Statement 10, following standardized assessment, clinicians should risk-stratify patients as low or high for risk of invasive disease based on these factors we just discussed. Further stratification into favorable and unfavorable risk groups should be based on these standard identified features. This is grade B level evidence.

I think this is arguably the most important slide from this deck because it really does risk-stratify these patients. We can see on the left, based on the features, whether this be biopsy grade, cytology, radiography, the appearance of the tumor, lower tract involvement, this then stratifies patients into low and high risk. This is based on low grade and high grade.

We have favorable low risk, we have unfavorable low risk, we have favorable high risk, and we have unfavorable high risk. This really all sets up the bottom part of this table, and this is what treatment and what therapy we should be offering these patients. For low-risk favorable disease, ablative therapies are preferred and systemic therapy is not recommended. For low-risk unfavorable, ablative treatments may be offered in select patients and systemic therapy is still not recommended.
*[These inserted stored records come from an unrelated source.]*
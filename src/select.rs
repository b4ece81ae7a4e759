//! Partial ascending selection of the tuples closest to exhaustion

/// Move the `top_n` smallest items (by `key`) to the front of `items`, in
/// ascending order, and return how many positions were resolved.
///
/// `top_n` is clamped to `items.len()`. Items with equal keys keep their
/// relative order, so the earliest discovered tuple wins a tie. Positions
/// after the returned count are left in their original relative order.
pub fn select_top_n<T, K, F>(items: &mut [T], top_n: usize, mut key: F) -> usize
where
    K: Ord,
    F: FnMut(&T) -> K,
{
    let top_n = top_n.min(items.len());

    for i in 0..top_n {
        let mut min_index = i;
        let mut min_key = key(&items[i]);
        for (j, item) in items.iter().enumerate().skip(i + 1) {
            let candidate = key(item);
            // strict comparison: a later equal key never overtakes
            if candidate < min_key {
                min_index = j;
                min_key = candidate;
            }
        }
        if min_index != i {
            items[i..=min_index].rotate_right(1);
        }
    }

    top_n
}
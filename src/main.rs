mod cli;

use clap::Parser;
use cli::Cli;
use env_logger::Env;
use log::debug;
use portstat::{PortMonitor, ProcFs};

fn main() {
    let cli = Cli::parse();
    env_logger::Builder::from_env(Env::default().default_filter_or("warn")).init();
    debug!("{cli:?}");

    let monitor = PortMonitor::new(cli.config(), ProcFs::new(&cli.proc_root))
        .interval(cli.interval())
        .format(cli.format());

    let stdout = std::io::stdout();
    if let Err(e) = monitor.run(&mut stdout.lock()) {
        eprintln!("{e}");
        std::process::exit(1);
    }
}
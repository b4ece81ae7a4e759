//! Where snapshots read the range file and socket tables from

use std::fs::{self, File};
use std::io::{BufRead, BufReader};
use std::path::{Path, PathBuf};

use crate::error::{Error, Result};
use crate::range::{EphemeralRange, LOCAL_PORT_RANGE_PATH};
use crate::types::AddressFamily;

/// Default procfs mount point
pub const DEFAULT_PROC_ROOT: &str = "/proc";

/// An opened kernel socket table
pub struct SocketTable {
    /// Path used in error messages
    pub path: String,
    pub reader: Box<dyn BufRead>,
}

impl SocketTable {
    #[must_use]
    pub fn new(path: impl Into<String>, reader: Box<dyn BufRead>) -> Self {
        Self {
            path: path.into(),
            reader,
        }
    }
}

impl std::fmt::Debug for SocketTable {
    fn fmt(&self, f: &mut std::fmt::Formatter<'_>) -> std::fmt::Result {
        f.debug_struct("SocketTable")
            .field("path", &self.path)
            .finish_non_exhaustive()
    }
}

/// Provider of the inputs one snapshot needs
#[cfg_attr(test, mockall::automock)]
pub trait ProcSource {
    /// Read the local ephemeral port range
    ///
    /// # Errors
    /// Returns an error if the range cannot be read or is malformed
    fn local_port_range(&self) -> Result<EphemeralRange>;

    /// Open the TCP socket table for `family`
    ///
    /// # Errors
    /// Returns [`Error::TableOpen`] if the table cannot be opened
    fn socket_table(&self, family: AddressFamily) -> Result<SocketTable>;
}

/// Reads everything from a procfs mount
#[derive(Debug, Clone, PartialEq, Eq)]
pub struct ProcFs {
    root: PathBuf,
}

impl Default for ProcFs {
    fn default() -> Self {
        Self::new(DEFAULT_PROC_ROOT)
    }
}

impl ProcFs {
    #[must_use]
    pub fn new(root: impl Into<PathBuf>) -> Self {
        Self { root: root.into() }
    }

    #[must_use]
    pub fn root(&self) -> &Path {
        &self.root
    }

    #[must_use]
    pub fn range_path(&self) -> PathBuf {
        self.root.join(LOCAL_PORT_RANGE_PATH)
    }

    #[must_use]
    pub fn table_path(&self, family: AddressFamily) -> PathBuf {
        self.root.join("net").join(family.table_name())
    }
}

impl ProcSource for ProcFs {
    fn local_port_range(&self) -> Result<EphemeralRange> {
        let path = self.range_path();
        let content = fs::read_to_string(&path)
            .map_err(|e| Error::config_read(path.display().to_string(), e))?;
        content.parse()
    }

    fn socket_table(&self, family: AddressFamily) -> Result<SocketTable> {
        let path = self.table_path(family);
        let display = path.display().to_string();
        let file = File::open(&path).map_err(|e| Error::table_open(display.clone(), e))?;
        Ok(SocketTable::new(display, Box::new(BufReader::new(file))))
    }
}
//! One point-in-time reading of port usage across address families

use log::debug;

use crate::error::Result;
use crate::select::select_top_n;
use crate::socket::{scan_table, top_counters};
use crate::source::ProcSource;
use crate::types::{AddressFamily, PortCounter};

/// Default number of tuples reported per snapshot
pub const DEFAULT_TOP_N: usize = 10;

/// What a snapshot covers. Built once and shared by every snapshot taken.
#[derive(Debug, Clone, PartialEq, Eq)]
pub struct Config {
    families: Vec<AddressFamily>,
    top_n: usize,
}

impl Default for Config {
    fn default() -> Self {
        Self::new()
    }
}

impl Config {
    /// Both families, ten tuples
    #[must_use]
    pub fn new() -> Self {
        Self {
            families: AddressFamily::ALL.to_vec(),
            top_n: DEFAULT_TOP_N,
        }
    }

    /// Number of tuples to report
    #[must_use]
    pub const fn top_n(mut self, top_n: usize) -> Self {
        self.top_n = top_n;
        self
    }

    /// Families to scan, in order
    #[must_use]
    pub fn families(mut self, families: impl Into<Vec<AddressFamily>>) -> Self {
        self.families = families.into();
        self
    }

    #[must_use]
    pub fn family_list(&self) -> &[AddressFamily] {
        &self.families
    }

    #[must_use]
    pub const fn result_count(&self) -> usize {
        self.top_n
    }
}

/// The tuples closest to ephemeral port exhaustion, fewest available first
#[derive(Debug, Clone, Default, PartialEq, Eq)]
pub struct Snapshot {
    counters: Vec<PortCounter>,
}

impl Snapshot {
    /// Read the range and every configured table from `source` and keep the
    /// `top_n` tuples with the fewest available ports.
    ///
    /// Each table is reduced to its own `top_n` first, with listening ports
    /// charged to that subset; the per-family results are then concatenated
    /// and selected again. Tuples from different families are never merged,
    /// even if they print the same.
    ///
    /// # Errors
    /// Any read or parse failure aborts the whole snapshot
    pub fn take<S: ProcSource + ?Sized>(config: &Config, source: &S) -> Result<Self> {
        let range = source.local_port_range()?;
        debug!("local port range {range}, pool size {}", range.pool_size());

        let mut counters = Vec::new();
        for &family in &config.families {
            let table = source.socket_table(family)?;
            let scan = scan_table(table.reader, &table.path, family, &range)?;
            counters.extend(top_counters(scan, config.top_n, &range)?);
        }

        let selected = select_top_n(&mut counters, config.top_n, |c| c.available_ports);
        counters.truncate(selected);

        Ok(Self { counters })
    }

    /// Wrap counters that are already selected and ordered
    #[must_use]
    pub fn from_counters(counters: Vec<PortCounter>) -> Self {
        Self { counters }
    }

    #[must_use]
    pub fn counters(&self) -> &[PortCounter] {
        &self.counters
    }

    #[must_use]
    pub fn into_counters(self) -> Vec<PortCounter> {
        self.counters
    }

    #[must_use]
    pub fn len(&self) -> usize {
        self.counters.len()
    }

    #[must_use]
    pub fn is_empty(&self) -> bool {
        self.counters.is_empty()
    }

    pub fn iter(&self) -> std::slice::Iter<'_, PortCounter> {
        self.counters.iter()
    }
}

impl<'a> IntoIterator for &'a Snapshot {
    type Item = &'a PortCounter;
    type IntoIter = std::slice::Iter<'a, PortCounter>;

    fn into_iter(self) -> Self::IntoIter {
        self.iter()
    }
}
use crate::keys::{translate, EngineKey, HostKey, BINDINGS};

use super::queue::{KeyEvent, KeyQueue};

/// Per-frame, edge-triggered view of the input devices.
///
/// Each query answers for the current frame only and is true once per
/// transition.
pub trait InputSource {
    fn is_key_pressed(&self, key: HostKey) -> bool;
    fn is_key_released(&self, key: HostKey) -> bool;
    fn is_primary_button_pressed(&self) -> bool;
    fn is_primary_button_released(&self) -> bool;
}

/// Turns frame transitions into queued engine key events.
#[derive(Debug, Default)]
pub struct InputPoller {
    queue: KeyQueue,
    queued_count: usize,
}

impl InputPoller {
    pub fn new() -> Self {
        Self::default()
    }

    /// Scans the primary mouse button, then every binding in table order.
    pub fn poll(&mut self, source: &dyn InputSource) {
        if source.is_primary_button_pressed() {
            self.push(KeyEvent::pressed(EngineKey::FIRE));
        } else if source.is_primary_button_released() {
            self.push(KeyEvent::released(EngineKey::FIRE));
        }

        for binding in &BINDINGS {
            if source.is_key_pressed(binding.host) {
                self.push(KeyEvent::pressed(translate(binding.host)));
            } else if source.is_key_released(binding.host) {
                self.push(KeyEvent::released(translate(binding.host)));
            }
        }
    }

    fn push(&mut self, event: KeyEvent) {
        self.queue.push(event);
        self.queued_count += 1;
    }

    /// Events queued since the last call, including any later overwritten.
    pub fn take_queued_count(&mut self) -> usize {
        std::mem::take(&mut self.queued_count)
    }

    pub fn pop(&mut self) -> Option<KeyEvent> {
        self.queue.pop()
    }

    pub fn pending(&self) -> usize {
        self.queue.len()
    }

    #[cfg(test)]
    pub(crate) fn queue(&self) -> &KeyQueue {
        &self.queue
    }
}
When we switch to high-risk favorable, ablative therapies are rare, and this is really for patients who are too unhealthy to undergo more aggressive therapy. We should be considering systemic therapy in the form of neoadjuvant or adjuvant therapy for these patients, and for sure, for high-risk and unfavorable, this may be patients who have very aggressive disease or significant comorbidities. Palliation is essentially just for ablative techniques and we should be offering these patients neoadjuvant or adjuvant therapy. This table really does allow us to risk-stratify patients, and ultimately decide what therapies are reasonable.

For statement 11, patients with upper tract disease should be assessed prior to surgery for risk of post-nephroureterectomy chronic kidney disease or dialysis. We know that after radical nephroureterectomy, the median decline in renal function is up to 32%, and this has important implications for timing of potential systemic cisplatin-based chemotherapy, whether in the neoadjuvant or adjuvant setting.
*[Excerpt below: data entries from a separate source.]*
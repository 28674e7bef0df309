mod mouse;
mod poller;
mod queue;

pub use mouse::{
    mouse_motion_event, EngineEvent, EngineEventKind, DEFAULT_MOUSE_SENSITIVITY,
};
pub use poller::{InputPoller, InputSource};
pub use queue::{KeyEvent, KeyQueue, KEY_QUEUE_CAPACITY};
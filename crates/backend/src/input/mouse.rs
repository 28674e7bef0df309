use super::queue::KeyEvent;

pub const DEFAULT_MOUSE_SENSITIVITY: i32 = 10;

#[derive(Debug, Clone, Copy, PartialEq, Eq)]
pub enum EngineEventKind {
    KeyDown,
    KeyUp,
    Mouse,
}

/// Event record in the engine's own layout.
///
/// For mouse events `data1` holds the button mask and `data2`/`data3` the
/// horizontal and vertical motion. For key events `data1` is the engine key.
#[derive(Debug, Clone, Copy, PartialEq, Eq)]
pub struct EngineEvent {
    pub kind: EngineEventKind,
    pub data1: i32,
    pub data2: i32,
    pub data3: i32,
}

impl From<KeyEvent> for EngineEvent {
    fn from(event: KeyEvent) -> Self {
        Self {
            kind: if event.pressed {
                EngineEventKind::KeyDown
            } else {
                EngineEventKind::KeyUp
            },
            data1: i32::from(event.key.0),
            data2: 0,
            data3: 0,
        }
    }
}

/// Horizontal-only motion event; buttons and vertical motion stay zero.
pub fn mouse_motion_event(delta_x: f32, sensitivity: i32) -> EngineEvent {
    EngineEvent {
        kind: EngineEventKind::Mouse,
        data1: 0,
        data2: (sensitivity as f32 * delta_x) as i32,
        data3: 0,
    }
}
There are several ways we can assess kidney function, obviously with creatinine and with an eGFR. Other potential options include split function testing and nephrology consultation, and in these patients who present with obstructive hydro, a stent or percutaneous nephrostomy tube may be important and necessary to improve kidney function. We also need to assess patients for the possibility of end-stage renal disease following nephrectomy, which may require pre-op hemodialysis access. Certainly, these patients are quite comorbid, so modifying risk factors such as diabetes, hypertension, and smoking minimizes the risk of AKI as well as post-treatment CKD.
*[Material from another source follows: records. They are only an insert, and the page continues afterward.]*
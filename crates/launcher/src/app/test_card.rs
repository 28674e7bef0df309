use backend::{songs, EngineHost, EngineKey, KeyEvent, Platform};
use tracing::info;

const SCREEN_WIDTH: u32 = 640;
const SCREEN_HEIGHT: u32 = 400;
const BAR_COLORS: [u32; 8] = [
    0x00c0_c0c0,
    0x00c0_c000,
    0x0000_c0c0,
    0x0000_c000,
    0x00c0_00c0,
    0x00c0_0000,
    0x0000_00c0,
    0x0010_1010,
];
const MARKER_SIZE: i32 = 16;
const MARKER_COLOR: u32 = 0x00ff_ffff;
const MARKER_FIRE_COLOR: u32 = 0x00ff_4000;
const FIRE_FLASH_FRAMES: u32 = 8;
const DEFAULT_MARKER_SPEED: i32 = 4;
const MAX_MARKER_SPEED: i32 = 32;
/// Mouse deltas arrive pre-multiplied by the sensitivity.
const MOUSE_DIVISOR: i32 = 8;
const SCROLL_PIXELS_PER_TICK: u32 = 1;
/// F2..F10 are contiguous; F11 sits elsewhere in the extended range.
const SONG_KEYS: [EngineKey; 10] = [
    EngineKey::F2,
    EngineKey::F3,
    EngineKey::F4,
    EngineKey::F5,
    EngineKey::F6,
    EngineKey::F7,
    EngineKey::F8,
    EngineKey::F9,
    EngineKey::F10,
    EngineKey::F11,
];

/// Stand-in engine driving the backend callbacks until a real engine is
/// linked in.
pub(crate) struct TestCardHost {
    args: Vec<String>,
    screen: Vec<u32>,
    held: [u8; 256],
    marker: (i32, i32),
    speed: i32,
    scroll: u32,
    fire_flash: u32,
    last_key: Option<KeyEvent>,
}

impl TestCardHost {
    pub(crate) fn new(args: Vec<String>) -> Self {
        Self {
            args,
            screen: vec![0; (SCREEN_WIDTH * SCREEN_HEIGHT) as usize],
            held: [0; 256],
            marker: (SCREEN_WIDTH as i32 / 2, SCREEN_HEIGHT as i32 / 2),
            speed: DEFAULT_MARKER_SPEED,
            scroll: 0,
            fire_flash: 0,
            last_key: None,
        }
    }

    fn is_held(&self, key: EngineKey) -> bool {
        self.held[usize::from(key.0)] > 0
    }

    fn handle_key(&mut self, event: KeyEvent, platform: &mut dyn Platform) {
        let slot = &mut self.held[usize::from(event.key.0)];
        if !event.pressed {
            *slot = slot.saturating_sub(1);
            return;
        }
        *slot = slot.saturating_add(1);

        if let Some(index) = SONG_KEYS.iter().position(|key| *key == event.key) {
            platform.start_music(index + 1);
        }
        match event.key {
            EngineKey::EQUALS => self.speed = (self.speed + 1).min(MAX_MARKER_SPEED),
            EngineKey::MINUS => self.speed = (self.speed - 1).max(1),
            EngineKey::FIRE => self.fire_flash = FIRE_FLASH_FRAMES,
            EngineKey::ESCAPE => platform.stop_music(),
            _ => {}
        }
    }

    fn move_marker(&mut self, mouse_dx: i32) {
        let mut dx = mouse_dx / MOUSE_DIVISOR;
        let mut dy = 0;
        if self.is_held(EngineKey::LEFT_ARROW) || self.is_held(EngineKey::STRAFE_LEFT) {
            dx -= self.speed;
        }
        if self.is_held(EngineKey::RIGHT_ARROW) || self.is_held(EngineKey::STRAFE_RIGHT) {
            dx += self.speed;
        }
        if self.is_held(EngineKey::UP_ARROW) {
            dy -= self.speed;
        }
        if self.is_held(EngineKey::DOWN_ARROW) {
            dy += self.speed;
        }
        self.marker.0 = (self.marker.0 + dx).clamp(0, SCREEN_WIDTH as i32 - MARKER_SIZE);
        self.marker.1 = (self.marker.1 + dy).clamp(0, SCREEN_HEIGHT as i32 - MARKER_SIZE);
    }

    fn paint(&mut self) {
        let bar_width = SCREEN_WIDTH / BAR_COLORS.len() as u32;
        for (y, row) in self.screen.chunks_exact_mut(SCREEN_WIDTH as usize).enumerate() {
            for (x, pixel) in row.iter_mut().enumerate() {
                let shifted = (x as u32 + self.scroll) % SCREEN_WIDTH;
                let bar = (shifted / bar_width) as usize % BAR_COLORS.len();
                let color = BAR_COLORS[bar];
                // Darker lower half so vertical flips are visible.
                *pixel = if y as u32 >= SCREEN_HEIGHT / 2 {
                    (color >> 1) & 0x007f_7f7f
                } else {
                    color
                };
            }
        }

        let color = if self.fire_flash > 0 {
            MARKER_FIRE_COLOR
        } else {
            MARKER_COLOR
        };
        let (left, top) = (self.marker.0 as usize, self.marker.1 as usize);
        for y in top..top + MARKER_SIZE as usize {
            let row = y * SCREEN_WIDTH as usize;
            self.screen[row + left..row + left + MARKER_SIZE as usize].fill(color);
        }
    }

    fn title(&self) -> String {
        match self.last_key {
            Some(event) => format!(
                "DOOM test card - key 0x{:02x} {}",
                event.key.0,
                if event.pressed { "down" } else { "up" }
            ),
            None => "DOOM test card".to_string(),
        }
    }
}

impl EngineHost for TestCardHost {
    fn resolution(&self) -> (u32, u32) {
        (SCREEN_WIDTH, SCREEN_HEIGHT)
    }

    fn start(&mut self, platform: &mut dyn Platform) {
        info!(args = ?self.args, "test_card_started");
        platform.start_music(songs::INTROA);
    }

    fn tick(&mut self, platform: &mut dyn Platform) {
        while let Some(event) = platform.next_key_event() {
            self.handle_key(event, platform);
            self.last_key = Some(event);
        }
        let motion = platform.mouse_event();
        self.move_marker(motion.data2);

        self.scroll = (self.scroll + SCROLL_PIXELS_PER_TICK) % SCREEN_WIDTH;
        self.fire_flash = self.fire_flash.saturating_sub(1);
        self.paint();

        platform.update_music();
        platform.draw_frame(&self.screen);
        let title = self.title();
        platform.set_window_title(&title);
    }

    fn shutdown(&mut self) {
        info!("test_card_stopped");
    }
}

#[cfg(test)]
mod tests {
    use std::collections::VecDeque;

    use backend::{mouse_motion_event, EngineEvent};

    use super::*;

    #[derive(Default)]
    struct RecordingPlatform {
        pending: VecDeque<KeyEvent>,
        mouse_dx: f32,
        frames: Vec<Vec<u32>>,
        titles: Vec<String>,
        songs: Vec<usize>,
        music_updates: u32,
        stops: u32,
    }

    impl Platform for RecordingPlatform {
        fn draw_frame(&mut self, screen: &[u32]) {
            self.frames.push(screen.to_vec());
        }

        fn sleep_ms(&mut self, _ms: u32) {}

        fn ticks_ms(&self) -> u32 {
            0
        }

        fn next_key_event(&mut self) -> Option<KeyEvent> {
            self.pending.pop_front()
        }

        fn mouse_event(&mut self) -> EngineEvent {
            mouse_motion_event(self.mouse_dx, 10)
        }

        fn set_window_title(&mut self, title: &str) {
            self.titles.push(title.to_string());
        }

        fn start_music(&mut self, song: usize) {
            self.songs.push(song);
        }

        fn stop_music(&mut self) {
            self.stops += 1;
        }

        fn update_music(&mut self) {
            self.music_updates += 1;
        }
    }

    fn host() -> TestCardHost {
        TestCardHost::new(vec!["doomgeneric-rl".to_string()])
    }

    #[test]
    fn start_plays_intro_song() {
        let mut platform = RecordingPlatform::default();
        host().start(&mut platform);
        assert_eq!(platform.songs, vec![songs::INTROA]);
    }

    #[test]
    fn tick_draws_one_full_frame_and_updates_music() {
        let mut platform = RecordingPlatform::default();
        let mut card = host();
        card.tick(&mut platform);

        assert_eq!(platform.frames.len(), 1);
        assert_eq!(
            platform.frames[0].len(),
            (SCREEN_WIDTH * SCREEN_HEIGHT) as usize
        );
        assert_eq!(platform.music_updates, 1);
        assert_eq!(platform.titles, vec!["DOOM test card".to_string()]);
    }

    #[test]
    fn tick_drains_every_pending_event() {
        let mut platform = RecordingPlatform::default();
        platform.pending.extend([
            KeyEvent::pressed(EngineKey::RIGHT_ARROW),
            KeyEvent::pressed(EngineKey::FIRE),
            KeyEvent::released(EngineKey::FIRE),
        ]);
        let mut card = host();
        card.tick(&mut platform);

        assert!(platform.pending.is_empty());
        assert!(card.is_held(EngineKey::RIGHT_ARROW));
        assert!(!card.is_held(EngineKey::FIRE));
        assert_eq!(card.fire_flash, FIRE_FLASH_FRAMES - 1);
        assert_eq!(platform.titles, vec!["DOOM test card - key 0xa3 up".to_string()]);
    }

    #[test]
    fn held_arrow_moves_marker_every_tick() {
        let mut platform = RecordingPlatform::default();
        platform
            .pending
            .push_back(KeyEvent::pressed(EngineKey::RIGHT_ARROW));
        let mut card = host();
        let start_x = card.marker.0;
        card.tick(&mut platform);
        card.tick(&mut platform);
        assert_eq!(card.marker.0, start_x + 2 * DEFAULT_MARKER_SPEED);

        platform
            .pending
            .push_back(KeyEvent::released(EngineKey::RIGHT_ARROW));
        card.tick(&mut platform);
        assert_eq!(card.marker.0, start_x + 2 * DEFAULT_MARKER_SPEED);
    }

    #[test]
    fn aliased_keys_stay_held_until_both_release() {
        let mut platform = RecordingPlatform::default();
        platform.pending.extend([
            KeyEvent::pressed(EngineKey::UP_ARROW),
            KeyEvent::pressed(EngineKey::UP_ARROW),
            KeyEvent::released(EngineKey::UP_ARROW),
        ]);
        let mut card = host();
        card.tick(&mut platform);
        assert!(card.is_held(EngineKey::UP_ARROW));
    }

    #[test]
    fn marker_is_clamped_to_screen() {
        let mut card = host();
        card.move_marker(i32::MAX / 2);
        assert_eq!(card.marker.0, SCREEN_WIDTH as i32 - MARKER_SIZE);
        card.move_marker(i32::MIN / 2);
        assert_eq!(card.marker.0, 0);
    }

    #[test]
    fn mouse_motion_moves_marker() {
        let mut platform = RecordingPlatform {
            mouse_dx: 4.0,
            ..RecordingPlatform::default()
        };
        let mut card = host();
        let start_x = card.marker.0;
        card.tick(&mut platform);
        assert_eq!(card.marker.0, start_x + 40 / MOUSE_DIVISOR);
    }

    #[test]
    fn function_keys_select_songs() {
        let mut platform = RecordingPlatform::default();
        platform.pending.extend([
            KeyEvent::pressed(EngineKey::F2),
            KeyEvent::released(EngineKey::F2),
            KeyEvent::pressed(EngineKey::F11),
            KeyEvent::pressed(EngineKey::ESCAPE),
        ]);
        host().tick(&mut platform);
        assert_eq!(platform.songs, vec![1, 10]);
        assert_eq!(platform.stops, 1);
    }

    #[test]
    fn equals_and_minus_adjust_speed_within_bounds() {
        let mut platform = RecordingPlatform::default();
        let mut card = host();
        platform.pending.push_back(KeyEvent::pressed(EngineKey::EQUALS));
        card.tick(&mut platform);
        assert_eq!(card.speed, DEFAULT_MARKER_SPEED + 1);

        for _ in 0..(2 * MAX_MARKER_SPEED) {
            platform.pending.push_back(KeyEvent::pressed(EngineKey::MINUS));
        }
        card.tick(&mut platform);
        assert_eq!(card.speed, 1);
    }

    #[test]
    fn fire_flashes_marker() {
        let mut platform = RecordingPlatform::default();
        platform.pending.push_back(KeyEvent::pressed(EngineKey::FIRE));
        let mut card = host();
        card.tick(&mut platform);

        let (x, y) = (card.marker.0 as usize, card.marker.1 as usize);
        let frame = &platform.frames[0];
        assert_eq!(frame[y * SCREEN_WIDTH as usize + x], MARKER_FIRE_COLOR);
    }

    #[test]
    fn bars_scroll_between_ticks() {
        let mut platform = RecordingPlatform::default();
        let mut card = host();
        card.tick(&mut platform);
        card.tick(&mut platform);
        let row = SCREEN_WIDTH as usize;
        assert_ne!(platform.frames[0][..row], platform.frames[1][..row]);
    }
}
To conclude this section, upper tract urothelial carcinoma makes up 5% to 10% of urothelial carcinomas and is associated with smoking and environmental factors. When we see patients, they should undergo a workup, including cross-sectional imaging, ureteroscopy, and biopsy, and care should be taken to accurately assess and document tumor size, multifocality, and grade.

Urologists should be familiar with Lynch syndrome, as we've spent several slides today discussing its association with upper tract urothelial carcinoma, and risk stratification of these patients is vitally important, with low versus high-risk disease dictating treatment options and prognosis.

Thank you very much for your attention. We hope you enjoyed this UroToday discussion of the AUA upper tract urothelial carcinoma guidelines.